Given data:
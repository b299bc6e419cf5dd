//! Animation editing store
//!
//! Holds the animation being edited together with preview state. Mutators
//! never validate ranges: a negative duration is stored and emitted as-is.

use animotion_css::{
    create_default_keyframe, default_animation_config, generate_animation_property, generate_css,
    generate_keyframes_css, preview_style, AnimatableProperties, AnimatableProperty,
    AnimationConfig, AnimationDirection, AnimationPreset, FillMode, IterationCount, Keyframe,
    PreviewElement, TimingFunction,
};
use tracing::debug;

use crate::history::HistoryItem;
use crate::subscribers::{SubscriptionId, Subscribers};

/// Partial update of the animation config; `None` fields are left untouched
#[derive(Clone, Debug, Default, PartialEq)]
pub struct AnimationConfigPatch {
    pub name: Option<String>,
    pub duration: Option<i64>,
    pub timing_function: Option<TimingFunction>,
    pub delay: Option<i64>,
    pub iteration_count: Option<IterationCount>,
    pub direction: Option<AnimationDirection>,
    pub fill_mode: Option<FillMode>,
    pub keyframes: Option<Vec<Keyframe>>,
}

/// Partial update of a keyframe. Only `position` and `properties` can be
/// patched; a keyframe's id is fixed once created. `properties` replaces the
/// whole set; use [`AnimationStore::update_keyframe_properties`] to merge
/// instead.
#[derive(Clone, Debug, Default, PartialEq)]
pub struct KeyframePatch {
    pub position: Option<f64>,
    pub properties: Option<AnimatableProperties>,
}

impl KeyframePatch {
    pub fn position(position: f64) -> Self {
        Self {
            position: Some(position),
            ..Default::default()
        }
    }
}

/// The animation being edited
pub struct AnimationStore {
    config: AnimationConfig,
    preview_element: PreviewElement,
    playing: bool,
    subscribers: Subscribers<AnimationStore>,
}

impl AnimationStore {
    /// Start from the default config, playing, previewing a square
    pub fn new() -> Self {
        Self::with_config(default_animation_config())
    }

    pub fn with_config(config: AnimationConfig) -> Self {
        Self {
            config,
            preview_element: PreviewElement::default(),
            playing: true,
            subscribers: Subscribers::new(),
        }
    }

    // ========== Subscriptions ==========

    pub fn subscribe(&mut self, callback: impl Fn(&AnimationStore) + 'static) -> SubscriptionId {
        self.subscribers.subscribe(callback)
    }

    pub fn unsubscribe(&mut self, id: SubscriptionId) -> bool {
        self.subscribers.unsubscribe(id)
    }

    fn changed(&self) {
        self.subscribers.notify(self);
    }

    // ========== Reads ==========

    pub fn config(&self) -> &AnimationConfig {
        &self.config
    }

    pub fn preview_element(&self) -> PreviewElement {
        self.preview_element
    }

    pub fn is_playing(&self) -> bool {
        self.playing
    }

    /// Full copy-to-clipboard CSS
    pub fn css(&self) -> String {
        generate_css(&self.config)
    }

    /// The `@keyframes` block alone (injected into the preview document)
    pub fn keyframes_css(&self) -> String {
        generate_keyframes_css(&self.config.name, &self.config.keyframes)
    }

    pub fn animation_property(&self) -> String {
        generate_animation_property(&self.config)
    }

    /// Inline style for the preview element given the play state
    pub fn preview_style(&self) -> String {
        preview_style(&self.config, self.playing)
    }

    /// Whether the editor should offer removing a keyframe (more than two left).
    /// [`remove_keyframe`](Self::remove_keyframe) does not enforce this.
    pub fn can_remove_keyframe(&self) -> bool {
        self.config.keyframes.len() > 2
    }

    // ========== Config ==========

    /// Shallow overlay of every field set in `patch`
    pub fn set_config(&mut self, patch: AnimationConfigPatch) {
        let cfg = &mut self.config;
        if let Some(name) = patch.name {
            cfg.name = name;
        }
        if let Some(duration) = patch.duration {
            cfg.duration = duration;
        }
        if let Some(timing_function) = patch.timing_function {
            cfg.timing_function = timing_function;
        }
        if let Some(delay) = patch.delay {
            cfg.delay = delay;
        }
        if let Some(iteration_count) = patch.iteration_count {
            cfg.iteration_count = iteration_count;
        }
        if let Some(direction) = patch.direction {
            cfg.direction = direction;
        }
        if let Some(fill_mode) = patch.fill_mode {
            cfg.fill_mode = fill_mode;
        }
        if let Some(keyframes) = patch.keyframes {
            cfg.keyframes = keyframes;
        }
        self.changed();
    }

    pub fn set_name(&mut self, name: impl Into<String>) {
        self.config.name = name.into();
        self.changed();
    }

    pub fn set_duration(&mut self, duration: i64) {
        self.config.duration = duration;
        self.changed();
    }

    pub fn set_timing_function(&mut self, timing_function: impl Into<TimingFunction>) {
        self.config.timing_function = timing_function.into();
        self.changed();
    }

    pub fn set_delay(&mut self, delay: i64) {
        self.config.delay = delay;
        self.changed();
    }

    pub fn set_iteration_count(&mut self, count: IterationCount) {
        self.config.iteration_count = count;
        self.changed();
    }

    pub fn set_direction(&mut self, direction: AnimationDirection) {
        self.config.direction = direction;
        self.changed();
    }

    pub fn set_fill_mode(&mut self, fill_mode: FillMode) {
        self.config.fill_mode = fill_mode;
        self.changed();
    }

    // ========== Keyframes ==========

    /// Append an empty keyframe; positions are neither sorted nor deduplicated.
    /// Returns the new keyframe's id.
    pub fn add_keyframe(&mut self, position: f64) -> String {
        let keyframe = create_default_keyframe(position);
        let id = keyframe.id.clone();
        debug!("AnimationStore::add_keyframe - {} at {}%", id, position);
        self.config.keyframes.push(keyframe);
        self.changed();
        id
    }

    /// Remove a keyframe by id; unknown ids are ignored
    pub fn remove_keyframe(&mut self, id: &str) {
        let before = self.config.keyframes.len();
        self.config.keyframes.retain(|kf| kf.id != id);
        if self.config.keyframes.len() != before {
            debug!("AnimationStore::remove_keyframe - {}", id);
        }
        self.changed();
    }

    pub fn update_keyframe(&mut self, id: &str, patch: KeyframePatch) {
        if let Some(kf) = self.config.keyframe_mut(id) {
            if let Some(position) = patch.position {
                kf.position = position;
            }
            if let Some(properties) = patch.properties {
                kf.properties = properties;
            }
        }
        self.changed();
    }

    /// Merge `patch` into a keyframe's properties
    pub fn update_keyframe_properties(&mut self, id: &str, patch: &AnimatableProperties) {
        if let Some(kf) = self.config.keyframe_mut(id) {
            kf.properties.merge(patch);
        }
        self.changed();
    }

    /// Unset a single property on a keyframe
    pub fn clear_keyframe_property(&mut self, id: &str, property: AnimatableProperty) {
        if let Some(kf) = self.config.keyframe_mut(id) {
            kf.properties.clear(property);
        }
        self.changed();
    }

    // ========== Preview ==========

    pub fn set_preview_element(&mut self, element: PreviewElement) {
        self.preview_element = element;
        self.changed();
    }

    pub fn set_playing(&mut self, playing: bool) {
        self.playing = playing;
        self.changed();
    }

    pub fn toggle_playing(&mut self) {
        self.playing = !self.playing;
        self.changed();
    }

    // ========== Wholesale replacement ==========

    /// Replace the config with a preset; keyframe ids are always regenerated
    pub fn load_preset(&mut self, preset: &AnimationPreset) {
        debug!("AnimationStore::load_preset - {}", preset.id);
        self.config = preset.to_config();
        self.changed();
    }

    /// Replace the config with a deep copy of a history snapshot
    pub fn apply_history_item(&mut self, item: &HistoryItem<AnimationConfig>) {
        debug!("AnimationStore::apply_history_item - {}", item.id);
        self.config = item.config.with_fresh_ids();
        self.changed();
    }

    /// Back to the default config and playing
    pub fn reset(&mut self) {
        self.config = default_animation_config();
        self.playing = true;
        self.changed();
    }
}

impl Default for AnimationStore {
    fn default() -> Self {
        Self::new()
    }
}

Task objective:
Every entry above should be retyped exactly as it appears.

Response area:
repository b299bc6e419cf5dd
//! Animation editing store
//!
//! Holds the animation being edited together with preview state. Mutators
//! never validate ranges: a negative duration is stored and emitted as-is.

use animotion_css::{
    create_default_keyframe, default_animation_config, generate_animation_property, generate_css,
    generate_keyframes_css, preview_style, AnimatableProperties, AnimatableProperty,
    AnimationConfig, AnimationDirection, AnimationPreset, FillMode, IterationCount, Keyframe,
    PreviewElement, TimingFunction,
};
use tracing::debug;

use crate::history::HistoryItem;
use crate::subscribers::{SubscriptionId, Subscribers};

/// Partial update of the animation config; `None` fields are left untouched
#[derive(Clone, Debug, Default, PartialEq)]
pub struct AnimationConfigPatch {
    pub name: Option<String>,
    pub duration: Option<i64>,
    pub timing_function: Option<TimingFunction>,
    pub delay: Option<i64>,
    pub iteration_count: Option<IterationCount>,
    pub direction: Option<AnimationDirection>,
    pub fill_mode: Option<FillMode>,
    pub keyframes: Option<Vec<Keyframe>>,
}

/// Partial update of a keyframe. Only `position` and `properties` can be
/// patched; a keyframe's id is fixed once created. `properties` replaces the
/// whole set; use [`AnimationStore::update_keyframe_properties`] to merge
/// instead.
#[derive(Clone, Debug, Default, PartialEq)]
pub struct KeyframePatch {
    pub position: Option<f64>,
    pub properties: Option<AnimatableProperties>,
}

impl KeyframePatch {
    pub fn position(position: f64) -> Self {
        Self {
            position: Some(position),
            ..Default::default()
        }
    }
}

/// The animation being edited
pub struct AnimationStore {
    config: AnimationConfig,
    preview_element: PreviewElement,
    playing: bool,
    subscribers: Subscribers<AnimationStore>,
}

impl AnimationStore {
    /// Start from the default config, playing, previewing a square
    pub fn new() -> Self {
        Self::with_config(default_animation_config())
    }

    pub fn with_config(config: AnimationConfig) -> Self {
        Self {
            config,
            preview_element: PreviewElement::default(),
            playing: true,
            subscribers: Subscribers::new(),
        }
    }

    // ========== Subscriptions ==========

    pub fn subscribe(&mut self, callback: impl Fn(&AnimationStore) + 'static) -> SubscriptionId {
        self.subscribers.subscribe(callback)
    }

    pub fn unsubscribe(&mut self, id: SubscriptionId) -> bool {
        self.subscribers.unsubscribe(id)
    }

    fn changed(&self) {
        self.subscribers.notify(self);
    }

    // ========== Reads ==========

    pub fn config(&self) -> &AnimationConfig {
        &self.config
    }

    pub fn preview_element(&self) -> PreviewElement {
        self.preview_element
    }

    pub fn is_playing(&self) -> bool {
        self.playing
    }

    /// Full copy-to-clipboard CSS
    pub fn css(&self) -> String {
        generate_css(&self.config)
    }

    /// The `@keyframes` block alone (injected into the preview document)
    pub fn keyframes_css(&self) -> String {
        generate_keyframes_css(&self.config.name, &self.config.keyframes)
    }

    pub fn animation_property(&self) -> String {
        generate_animation_property(&self.config)
    }

    /// Inline style for the preview element given the play state
    pub fn preview_style(&self) -> String {
        preview_style(&self.config, self.playing)
    }

    /// Whether the editor should offer removing a keyframe (more than two left).
    /// [`remove_keyframe`](Self::remove_keyframe) does not enforce this.
    pub fn can_remove_keyframe(&self) -> bool {
        self.config.keyframes.len() > 2
    }

    // ========== Config ==========

    /// Shallow overlay of every field set in `patch`
    pub fn set_config(&mut self, patch: AnimationConfigPatch) {
        let cfg = &mut self.config;
        if let Some(name) = patch.name {
            cfg.name = name;
        }
        if let Some(duration) = patch.duration {
            cfg.duration = duration;
        }
        if let Some(timing_function) = patch.timing_function {
            cfg.timing_function = timing_function;
        }
        if let Some(delay) = patch.delay {
            cfg.delay = delay;
        }
        if let Some(iteration_count) = patch.iteration_count {
            cfg.iteration_count = iteration_count;
        }
        if let Some(direction) = patch.direction {
            cfg.direction = direction;
        }
        if let Some(fill_mode) = patch.fill_mode {
            cfg.fill_mode = fill_mode;
        }
        if let Some(keyframes) = patch.keyframes {
            cfg.keyframes = keyframes;
        }
        self.changed();
    }

    pub fn set_name(&mut self, name: impl Into<String>) {
        self.config.name = name.into();
        self.changed();
    }

    pub fn set_duration(&mut self, duration: i64) {
        self.config.duration = duration;
        self.changed();
    }

    pub fn set_timing_function(&mut self, timing_function: impl Into<TimingFunction>) {
        self.config.timing_function = timing_function.into();
        self.changed();
    }

    pub fn set_delay(&mut self, delay: i64) {
        self.config.delay = delay;
        self.changed();
    }

    pub fn set_iteration_count(&mut self, count: IterationCount) {
        self.config.iteration_count = count;
        self.changed();
    }

    pub fn set_direction(&mut self, direction: AnimationDirection) {
        self.config.direction = direction;
        self.changed();
    }

    pub fn set_fill_mode(&mut self, fill_mode: FillMode) {
        self.config.fill_mode = fill_mode;
        self.changed();
    }

    // ========== Keyframes ==========

    /// Append an empty keyframe; positions are neither sorted nor deduplicated.
    /// Returns the new keyframe's id.
    pub fn add_keyframe(&mut self, position: f64) -> String {
        let keyframe = create_default_keyframe(position);
        let id = keyframe.id.clone();
        debug!("AnimationStore::add_keyframe - {} at {}%", id, position);
        self.config.keyframes.push(keyframe);
        self.changed();
        id
    }

    /// Remove a keyframe by id; unknown ids are ignored
    pub fn remove_keyframe(&mut self, id: &str) {
        let before = self.config.keyframes.len();
        self.config.keyframes.retain(|kf| kf.id != id);
        if self.config.keyframes.len() != before {
            debug!("AnimationStore::remove_keyframe - {}", id);
        }
        self.changed();
    }

    pub fn update_keyframe(&mut self, id: &str, patch: KeyframePatch) {
        if let Some(kf) = self.config.keyframe_mut(id) {
            if let Some(position) = patch.position {
                kf.position = position;
            }
            if let Some(properties) = patch.properties {
                kf.properties = properties;
            }
        }
        self.changed();
    }

    /// Merge `patch` into a keyframe's properties
    pub fn update_keyframe_properties(&mut self, id: &str, patch: &AnimatableProperties) {
        if let Some(kf) = self.config.keyframe_mut(id) {
            kf.properties.merge(patch);
        }
        self.changed();
    }

    /// Unset a single property on a keyframe
    pub fn clear_keyframe_property(&mut self, id: &str, property: AnimatableProperty) {
        if let Some(kf) = self.config.keyframe_mut(id) {
            kf.properties.clear(property);
        }
        self.changed();
    }

    // ========== Preview ==========

    pub fn set_preview_element(&mut self, element: PreviewElement) {
        self.preview_element = element;
        self.changed();
    }

    pub fn set_playing(&mut self, playing: bool) {
        self.playing = playing;
        self.changed();
    }

    pub fn toggle_playing(&mut self) {
        self.playing = !self.playing;
        self.changed();
    }

    // ========== Wholesale replacement ==========

    /// Replace the config with a preset; keyframe ids are always regenerated
    pub fn load_preset(&mut self, preset: &AnimationPreset) {
        debug!("AnimationStore::load_preset - {}", preset.id);
        self.config = preset.to_config();
        self.changed();
    }

    /// Replace the config with a deep copy of a history snapshot
    pub fn apply_history_item(&mut self, item: &HistoryItem<AnimationConfig>) {
        debug!("AnimationStore::apply_history_item - {}", item.id);
        self.config = item.config.with_fresh_ids();
        self.changed();
    }

    /// Back to the default config and playing
    pub fn reset(&mut self) {
        self.config = default_animation_config();
        self.playing = true;
        self.changed();
    }
}

impl Default for AnimationStore {
    fn default() -> Self {
        Self::new()
    }
}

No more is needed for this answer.